March 21, 2012     By

There was a time that my days consisted of mountain running in the morning and slinging the finest of running shoes to the patrons of the Boulder Running Company during the day.  Evenings, well, they were mostlly consumed with pints of finely crafted beers from the Mountain Sun.  The days that I lived in Boulder were fantastic, filled with a quest for remote territory that could only be traveled to by foot and the requisite thirst for locally crafted food and drink.  Namely, beer.

Fast forward 8 years and I’m sitting in the brewery, running a CIP cycle on the Greenhouse and enjoying a barrel aged Old Rasputin, nice little Wednesday.  Our team of 2 has been staying very busy over the past few months.  We’re currently making as much beer as our brewery will allow, waiting patiently on some of our barrel aging projects to reach maturity and giddy with excitement about the new ones we are just beginning.  We’ve started to sell our two year round beers in 12 oz. cans.  As we speak our Pale Dog is available at both Whole Foods locations, both Central Market locations, Wheatsville Co-op and HEB at Slaughter and Escarpment.  We can all of our beers with a manual two station filling machine.  At top speed we can package close to a case of beer every 5 minutes, pretty slow going.  We’ll start distributing the Alt-eration by the end of the week, most likely to the same places that received the Pale Dog.  We are anxiously awaiting the 3 new 30 bbl tanks that should arrive in June as well as an additional 3 bbl fermenter and bright tank for the Greenhouse!

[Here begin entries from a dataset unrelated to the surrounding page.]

// This file is part of Nitrogen.
//
// Nitrogen is free software: you can redistribute it and/or modify
// it under the terms of the GNU General Public License as published by
// the Free Software Foundation, either version 3 of the License, or
// (at your option) any later version.
//
// Nitrogen is distributed in the hope that it will be useful,
// but WITHOUT ANY WARRANTY; without even the implied warranty of
// MERCHANTABILITY or FITNESS FOR A PARTICULAR PURPOSE.  See the
// GNU General Public License for more details.
//
// You should have received a copy of the GNU General Public License
// along with Nitrogen.  If not, see <http://www.gnu.org/licenses/>.
mod cache;
mod dataset;
mod decode;
mod fetch;
mod loader;
mod queue;

pub mod config;
pub mod elevation;
pub mod gpu;
pub mod lod;
pub mod pool;
pub mod projection;
pub mod table;
pub mod tile;

pub use crate::{
    cache::{TileCache, TileStats},
    config::{DetailLevel, RenderConfig, StreamConfig, StreamOpts},
    dataset::{Dataset, DatasetRegistry},
    decode::{ImageDecoder, TextureDecoder},
    fetch::{DirectoryFetcher, HttpFetcher, TileFetcher},
    gpu::{DrawCall, RecordingGpu, TileGpu},
    loader::{Completion, LoadError, LoadOutcome},
    lod::{FrameContext, FrameCounters, TileRenderer, Viewport},
    pool::ResourcePool,
    queue::{Admission, LoadRequest, QueueLimits},
    tile::{Tile, TilePayload, TileState},
};
pub use tile_address::{ImageSet, Projection, TileKey};
#[cfg(test)]
mod tests {
    use super::*;
    use approx::assert_relative_eq;

    #[test]
    fn test_geo_to_3d_axes() {
        assert_relative_eq!(geo_to_3d(0f64, 0f64, 0f64), Point3::new(1f64, 0f64, 0f64), epsilon = 1e-12);
        assert_relative_eq!(geo_to_3d(90f64, 0f64, 0f64), Point3::new(0f64, 1f64, 0f64), epsilon = 1e-12);
        assert_relative_eq!(geo_to_3d(0f64, 90f64, 0f64), Point3::new(0f64, 0f64, 1f64), epsilon = 1e-12);
        let raised = geo_to_3d(0f64, 0f64, DEM_SCALE_FACTOR);
        assert_relative_eq!(raised.x, 2f64, epsilon = 1e-12);
        // Out of range inputs are clamped.
        assert_relative_eq!(geo_to_3d(120f64, 0f64, 0f64), geo_to_3d(90f64, 0f64, 0f64));
    }

    #[test]
    fn test_panorama_mirrors_x() {
        let p = PanoramaProjection.point_to_3d(0f64, 0f64, 0f64);
        assert_relative_eq!(p.x, -1f64, epsilon = 1e-12);
        assert!(PanoramaProjection.is_inside_out());
    }

    #[test]
    fn test_strategy_selection() {
        let pano = ImageSet::new("p", "x", Projection::Equirectangular)
            .with_data_set_type(DataSetType::Panorama);
        assert!(projection_for(&pano).is_inside_out());
        let hpx = ImageSet::new("h", "x", Projection::Healpix);
        assert_eq!(projection_for(&hpx).kind(), Projection::Healpix);
    }

    #[test]
    fn test_roots() {
        let equirect = ImageSet::new("e", "x", Projection::Equirectangular);
        assert_eq!(EquirectangularProjection.roots(&equirect), vec![(0, 0), (1, 0)]);
        let mercator = ImageSet::new("m", "x", Projection::Mercator);
        assert_eq!(MercatorProjection.roots(&mercator), vec![(0, 0)]);
        let healpix = ImageSet::new("h", "x", Projection::Healpix);
        assert_eq!(HealpixProjection.roots(&healpix).len(), 12);
    }

    #[test]
    fn test_children_order_and_parts() {
        let equirect = ImageSet::new("e", "x", Projection::Equirectangular);
        assert_eq!(
            EquirectangularProjection.children(&equirect, 1, 0),
            [(2, 0, 0), (3, 0, 1), (2, 1, 2), (3, 1, 3)]
        );
        // Mercator visits the odd row first; rows still run north to south.
        let mercator = ImageSet::new("m", "x", Projection::Mercator);
        assert_eq!(
            MercatorProjection.children(&mercator, 0, 0),
            [(0, 1, 2), (1, 1, 3), (0, 0, 0), (1, 0, 1)]
        );
        // Bottoms-up rows run south to north, so the odd row is the top half.
        let bottoms_up = equirect.with_bottoms_up(true);
        assert_eq!(
            EquirectangularProjection.children(&bottoms_up, 0, 0),
            [(0, 1, 0), (1, 1, 1), (0, 0, 2), (1, 0, 3)]
        );
    }

    #[test]
    fn test_children_cover_their_part() {
        let mercator = ImageSet::new("m", "x", Projection::Mercator);
        for (cx, cy, part) in MercatorProjection.children(&mercator, 1, 1).iter().copied() {
            let (lat, lng) = MercatorProjection.grid_point(&mercator, 2, cx, cy, 0.5, 0.5);
            let u = if part % 2 == 0 { 0.25 } else { 0.75 };
            let v = if part / 2 == 0 { 0.25 } else { 0.75 };
            let (plat, plng) = MercatorProjection.grid_point(&mercator, 1, 1, 1, u, v);
            assert_relative_eq!(lng, plng, epsilon = 1e-9);
            assert!((lat - plat).abs() < 5f64);
            assert!(MercatorProjection.contains(&mercator, 2, cx, cy, lat, lng));
        }
    }

    #[test]
    fn test_neighbors() {
        let mercator = ImageSet::new("m", "x", Projection::Mercator);
        assert_eq!(MercatorProjection.neighbor(&mercator, 1, 0, 0, Edge::Bottom), Some((0, 1)));
        assert_eq!(MercatorProjection.neighbor(&mercator, 1, 0, 0, Edge::Top), None);
        assert_eq!(MercatorProjection.neighbor(&mercator, 1, 1, 0, Edge::Right), None);
        assert_eq!(MercatorProjection.neighbor(&mercator, 1, 1, 0, Edge::Left), Some((0, 0)));
        let bottoms_up =
            ImageSet::new("e", "x", Projection::Equirectangular).with_bottoms_up(true);
        assert_eq!(
            EquirectangularProjection.neighbor(&bottoms_up, 1, 0, 0, Edge::Top),
            Some((0, 1))
        );
        let healpix = ImageSet::new("h", "x", Projection::Healpix);
        assert_eq!(HealpixProjection.neighbor(&healpix, 1, 3, 0, Edge::Right), None);
        assert_eq!(HealpixProjection.neighbor(&healpix, 1, 2, 0, Edge::Right), Some((3, 0)));
    }

    #[test]
    fn test_equirect_grid_point() {
        let equirect = ImageSet::new("e", "x", Projection::Equirectangular);
        let (lat, lng) = EquirectangularProjection.grid_point(&equirect, 0, 1, 0, 0.5, 0.25);
        assert_relative_eq!(lat, 45f64);
        assert_relative_eq!(lng, 90f64);
        assert!(EquirectangularProjection.contains(&equirect, 0, 1, 0, lat, lng));
        assert!(!EquirectangularProjection.contains(&equirect, 0, 0, 0, lat, lng));
    }

    #[test]
    fn test_healpix_round_trip() {
        let healpix = ImageSet::new("h", "x", Projection::Healpix);
        for level in 0..4u32 {
            let nside = 1u32 << level;
            for x in 0..healpix::FACES * nside {
                for y in 0..nside {
                    let (lat, lng) = HealpixProjection.grid_point(&healpix, level, x, y, 0.5, 0.5);
                    assert!(
                        HealpixProjection.contains(&healpix, level, x, y, lat, lng),
                        "center of {}/{}/{} at {},{}",
                        level,
                        x,
                        y,
                        lat,
                        lng
                    );
                }
            }
        }
    }
}
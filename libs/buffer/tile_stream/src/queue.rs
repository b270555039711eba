// This file is part of Nitrogen.
//
// Nitrogen is free software: you can redistribute it and/or modify
// it under the terms of the GNU General Public License as published by
// the Free Software Foundation, either version 3 of the License, or
// (at your option) any later version.
//
// Nitrogen is distributed in the hope that it will be useful,
// but WITHOUT ANY WARRANTY; without even the implied warranty of
// MERCHANTABILITY or FITNESS FOR A PARTICULAR PURPOSE.  See the
// GNU General Public License for more details.
//
// You should have received a copy of the GNU General Public License
// along with Nitrogen.  If not, see <http://www.gnu.org/licenses/>.
use crate::{config::StreamConfig, tile::{Tile, TileState}};
use fxhash::{FxHashMap, FxHashSet};
use parking_lot::Mutex;
use std::{cmp::Ordering, collections::BinaryHeap, sync::Arc};
use tile_address::{DatasetSlot, TileKey};

#[derive(Copy, Clone, Debug)]
pub struct QueueLimits {
    pub max_in_flight: usize,
    pub max_in_flight_per_dataset: usize,
    pub max_queued_per_dataset: usize,
    /// Requests for tiles not visited in this many frames are dropped.
    pub stale_request_generations: u64,
}

impl Default for QueueLimits {
    fn default() -> Self {
        Self {
            max_in_flight: 4,
            max_in_flight_per_dataset: 4,
            max_queued_per_dataset: 256,
            stale_request_generations: 30,
        }
    }
}

impl QueueLimits {
    pub fn from_config(config: &StreamConfig) -> Self {
        Self {
            max_in_flight: config.max_in_flight(),
            max_in_flight_per_dataset: config.max_in_flight_per_dataset(),
            max_queued_per_dataset: config.max_queued_per_dataset(),
            stale_request_generations: config.stale_request_generations(),
        }
    }
}

#[derive(Debug)]
pub struct LoadRequest {
    pub tile: Arc<Tile>,
    pub high_priority: bool,
    pub generation: u64,
    /// Delete cached files before loading.
    pub purge: bool,
    seq: u64,
}

impl LoadRequest {
    pub fn new(tile: Arc<Tile>, high_priority: bool, generation: u64, purge: bool) -> Self {
        Self {
            tile,
            high_priority,
            generation,
            purge,
            seq: 0,
        }
    }
}

// Max-heap order: high priority first, then the most recent frame, then
// coarser tiles, then first come first served.
impl Ord for LoadRequest {
    fn cmp(&self, other: &Self) -> Ordering {
        self.high_priority
            .cmp(&other.high_priority)
            .then(self.generation.cmp(&other.generation))
            .then(other.tile.level().cmp(&self.tile.level()))
            .then(other.seq.cmp(&self.seq))
    }
}

impl PartialOrd for LoadRequest {
    fn partial_cmp(&self, other: &Self) -> Option<Ordering> {
        Some(self.cmp(other))
    }
}

impl PartialEq for LoadRequest {
    fn eq(&self, other: &Self) -> bool {
        self.cmp(other) == Ordering::Equal
    }
}

impl Eq for LoadRequest {}

#[derive(Copy, Clone, Debug, Eq, PartialEq)]
pub enum Admission {
    Queued,
    /// Already queued or in flight.
    Duplicate,
    /// The dataset's queue is full.
    Rejected,
    /// The tile is ready or errored and needs no load.
    Unneeded,
}

#[derive(Debug, Default)]
pub struct Popped {
    pub request: Option<LoadRequest>,
    /// Requests dropped because nobody looked at their tile recently.
    pub stale: Vec<Arc<Tile>>,
}

#[derive(Debug, Default)]
struct QueueInner {
    heap: BinaryHeap<LoadRequest>,
    queued: FxHashSet<TileKey>,
    in_flight: FxHashMap<TileKey, DatasetSlot>,
    queued_per_dataset: FxHashMap<DatasetSlot, usize>,
    in_flight_per_dataset: FxHashMap<DatasetSlot, usize>,
    next_seq: u64,
}

/// The shared priority queue between the render thread, which pushes, and
/// the workers, which pop. A key is never queued or in flight twice.
#[derive(Debug)]
pub struct LoadQueue {
    inner: Mutex<QueueInner>,
    limits: QueueLimits,
}

impl LoadQueue {
    pub fn new(limits: QueueLimits) -> Self {
        Self {
            inner: Mutex::new(QueueInner::default()),
            limits,
        }
    }

    pub fn push(&self, tile: Arc<Tile>, high_priority: bool, generation: u64, purge: bool) -> Admission {
        let key = tile.key();
        let slot = key.slot();
        let mut inner = self.inner.lock();
        if inner.queued.contains(&key) || inner.in_flight.contains_key(&key) {
            return Admission::Duplicate;
        }
        let queued = inner.queued_per_dataset.entry(slot).or_insert(0);
        if *queued >= self.limits.max_queued_per_dataset {
            return Admission::Rejected;
        }
        *queued += 1;
        let seq = inner.next_seq;
        inner.next_seq += 1;
        inner.queued.insert(key);
        inner.heap.push(LoadRequest {
            tile,
            high_priority,
            generation,
            purge,
            seq,
        });
        Admission::Queued
    }

    /// Claim the best request that may run now. Requests whose tile has
    /// gone stale or no longer waits for a load are dropped on the way.
    pub fn pop(&self, current_generation: u64) -> Popped {
        let mut popped = Popped::default();
        let mut inner = self.inner.lock();
        if inner.in_flight.len() >= self.limits.max_in_flight {
            return popped;
        }
        let mut deferred = Vec::new();
        while let Some(request) = inner.heap.pop() {
            let key = request.tile.key();
            let slot = key.slot();
            inner.queued.remove(&key);
            if let Some(count) = inner.queued_per_dataset.get_mut(&slot) {
                *count = count.saturating_sub(1);
            }

            if request.tile.state() != TileState::Pending {
                continue;
            }
            let last_seen = request.tile.visited_generation().max(request.generation);
            if current_generation.saturating_sub(last_seen) > self.limits.stale_request_generations {
                popped.stale.push(request.tile);
                continue;
            }
            let running = inner.in_flight_per_dataset.get(&slot).copied().unwrap_or(0);
            if running >= self.limits.max_in_flight_per_dataset {
                deferred.push(request);
                continue;
            }

            *inner.in_flight_per_dataset.entry(slot).or_insert(0) += 1;
            inner.in_flight.insert(key, slot);
            popped.request = Some(request);
            break;
        }
        for request in deferred {
            let key = request.tile.key();
            inner.queued.insert(key);
            *inner.queued_per_dataset.entry(key.slot()).or_insert(0) += 1;
            inner.heap.push(request);
        }
        popped
    }

    /// Release the in-flight claim on a key.
    pub fn finish(&self, key: TileKey) {
        let mut inner = self.inner.lock();
        if let Some(slot) = inner.in_flight.remove(&key) {
            if let Some(count) = inner.in_flight_per_dataset.get_mut(&slot) {
                *count = count.saturating_sub(1);
            }
        }
    }

    pub fn queued_len(&self) -> usize {
        self.inner.lock().heap.len()
    }

    #[cfg(test)]
    pub fn in_flight_len(&self) -> usize {
        self.inner.lock().in_flight.len()
    }

    #[cfg(test)]
    pub fn is_queued_or_in_flight(&self, key: &TileKey) -> bool {
        let inner = self.inner.lock();
        inner.queued.contains(key) || inner.in_flight.contains_key(key)
    }

    pub fn is_idle(&self) -> bool {
        let inner = self.inner.lock();
        inner.heap.is_empty() && inner.in_flight.is_empty()
    }
}
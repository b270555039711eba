// This file is part of Nitrogen.
//
// Nitrogen is free software: you can redistribute it and/or modify
// it under the terms of the GNU General Public License as published by
// the Free Software Foundation, either version 3 of the License, or
// (at your option) any later version.
//
// Nitrogen is distributed in the hope that it will be useful,
// but WITHOUT ANY WARRANTY; without even the implied warranty of
// MERCHANTABILITY or FITNESS FOR A PARTICULAR PURPOSE.  See the
// GNU General Public License for more details.
//
// You should have received a copy of the GNU General Public License
// along with Nitrogen.  If not, see <http://www.gnu.org/licenses/>.
use crate::{Plane, Sphere};
use nalgebra::{Matrix4, Point3, Vector4};

/// The six clip planes of a view volume, facing inward.
#[derive(Clone, Copy, Debug)]
pub struct Frustum {
    planes: [Plane; 6],
}

impl Frustum {
    /// Extract the planes from a combined view-projection matrix, as in
    /// "Fast Extraction of Viewing Frustum Planes from the World-View-Projection Matrix".
    /// Assumes GL-style clip depth in [-1, 1].
    pub fn from_view_projection(m: &Matrix4<f64>) -> Option<Self> {
        let row = |i: usize| -> Vector4<f64> { m.row(i).transpose() };
        Some(Self {
            planes: [
                Plane::from_coefficients(&(row(3) + row(0)))?, // left
                Plane::from_coefficients(&(row(3) - row(0)))?, // right
                Plane::from_coefficients(&(row(3) + row(1)))?, // bottom
                Plane::from_coefficients(&(row(3) - row(1)))?, // top
                Plane::from_coefficients(&(row(3) + row(2)))?, // near
                Plane::from_coefficients(&(row(3) - row(2)))?, // far
            ],
        })
    }

    /// True unless the sphere lies entirely behind at least one plane.
    pub fn intersects_sphere(&self, sphere: &Sphere) -> bool {
        self.planes.iter().all(|plane| sphere.intersects_front_of(plane))
    }

    pub fn contains_point(&self, p: &Point3<f64>) -> bool {
        self.planes.iter().all(|plane| plane.point_is_in_front(p))
    }
}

The Greenhouse has been hard at work as well, pumping out batch after batch of experimental beers.  We brewed a Barleywine back in February and will be splitting the batch between a French Oak Cabernet barrel and a Makers Mark Bourbon barrel.  Since the Greenhouse produces around 100 gallons of beer per batch we should have just enough to fill both barrels.  We’ve been aging a few Jim Beam bourbon barrels with our Pale Dog since December and they are starting to develop well.  The barrels were lacking in bourbon character but contributed plenty of oak.  Next we’ll inoculate both of them with a cocktail of wild yeast and bacteria and let them get funky for a year or more.  We just received a shipment of 6 French Oak Cabernet barrels and 4 Makers Mark Bourbon barrels.   One of each will go to the Barleywine and the rest will be split amongst the Alt-eration and Pale Dog.  And a few of these will get some love from the aforementioned cocktail of critters.

   

We’ve also got s0me big news that we can’t yet tell you.  Should be rad and awesome and fantastic, but you’ll have to wait to find out what it is.  We’v got to figure it out first…

 

 

One comment

  • Linda Lentz March 24, 2012 at 10:34 am

    Wow! Great to read about all the progress. Sure can tell you have been working hard. Continued success.